//! Signal Runner: a top-down road runner steered by bicycle hand signals.
//!
//! The rider approaches turns and stop lines; at each one the game freezes,
//! waits a moment for the rider to react, then samples the gesture classifier
//! and grades whether the right signal was held.

pub mod accounts;
pub mod config;
pub mod gesture;
pub mod grading;
pub mod heading;
pub mod road;
pub mod session;
pub mod world;

pub use config::GameConfig;
pub use gesture::Gesture;
pub use heading::{Heading, Mission, SegmentKind};
pub use session::{Phase, Session, SessionEvent};
//! Directions of travel, road tile kinds and the missions they carry.

use glam::Vec2;

#[derive(Debug, Clone, Copy, PartialEq, Eq, Hash)]
pub enum Heading {
    Up,
    Down,
    Left,
    Right,
}

impl Heading {
    pub const ALL: [Heading; 4] = [Heading::Up, Heading::Down, Heading::Left, Heading::Right];

    /// Unit vector in screen space (y grows downward).
    pub fn unit(self) -> Vec2 {
        match self {
            Heading::Up => Vec2::new(0.0, -1.0),
            Heading::Down => Vec2::new(0.0, 1.0),
            Heading::Left => Vec2::new(-1.0, 0.0),
            Heading::Right => Vec2::new(1.0, 0.0),
        }
    }

    pub fn turned_left(self) -> Heading {
        match self {
            Heading::Up => Heading::Left,
            Heading::Left => Heading::Down,
            Heading::Down => Heading::Right,
            Heading::Right => Heading::Up,
        }
    }

    pub fn turned_right(self) -> Heading {
        match self {
            Heading::Up => Heading::Right,
            Heading::Right => Heading::Down,
            Heading::Down => Heading::Left,
            Heading::Left => Heading::Up,
        }
    }
}

#[derive(Debug, Clone, Copy, PartialEq, Eq, Hash)]
pub enum SegmentKind {
    Straight,
    LeftTurn,
    RightTurn,
    Stop,
}

impl SegmentKind {
    pub const MISSIONS: [SegmentKind; 3] =
        [SegmentKind::LeftTurn, SegmentKind::RightTurn, SegmentKind::Stop];

    pub fn mission(self) -> Option<Mission> {
        match self {
            SegmentKind::Straight => None,
            SegmentKind::LeftTurn => Some(Mission::LeftTurn),
            SegmentKind::RightTurn => Some(Mission::RightTurn),
            SegmentKind::Stop => Some(Mission::Stop),
        }
    }

    /// Heading a rider leaves this tile with after entering it at `entry`.
    pub fn exit_heading(self, entry: Heading) -> Heading {
        match self {
            SegmentKind::Straight | SegmentKind::Stop => entry,
            SegmentKind::LeftTurn => entry.turned_left(),
            SegmentKind::RightTurn => entry.turned_right(),
        }
    }

    pub fn is_mission(self) -> bool {
        self.mission().is_some()
    }
}

#[derive(Debug, Clone, Copy, PartialEq, Eq, Hash)]
pub enum Mission {
    LeftTurn,
    RightTurn,
    Stop,
}

impl Mission {
    pub fn label(self) -> &'static str {
        match self {
            Mission::LeftTurn => "LEFT TURN",
            Mission::RightTurn => "RIGHT TURN",
            Mission::Stop => "STOP",
        }
    }

    pub fn kind(self) -> SegmentKind {
        match self {
            Mission::LeftTurn => SegmentKind::LeftTurn,
            Mission::RightTurn => SegmentKind::RightTurn,
            Mission::Stop => SegmentKind::Stop,
        }
    }

    /// Turn missions change the heading once resolved; stops never do.
    pub fn rotates(self) -> bool {
        !matches!(self, Mission::Stop)
    }
}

##########

Exercise brief: Go through the material and select each line with the string "tile" in it.

Solved problem:
//! Directions of travel, road tile kinds and the missions they carry.
    /// Heading a rider leaves this tile with after entering it at `entry`.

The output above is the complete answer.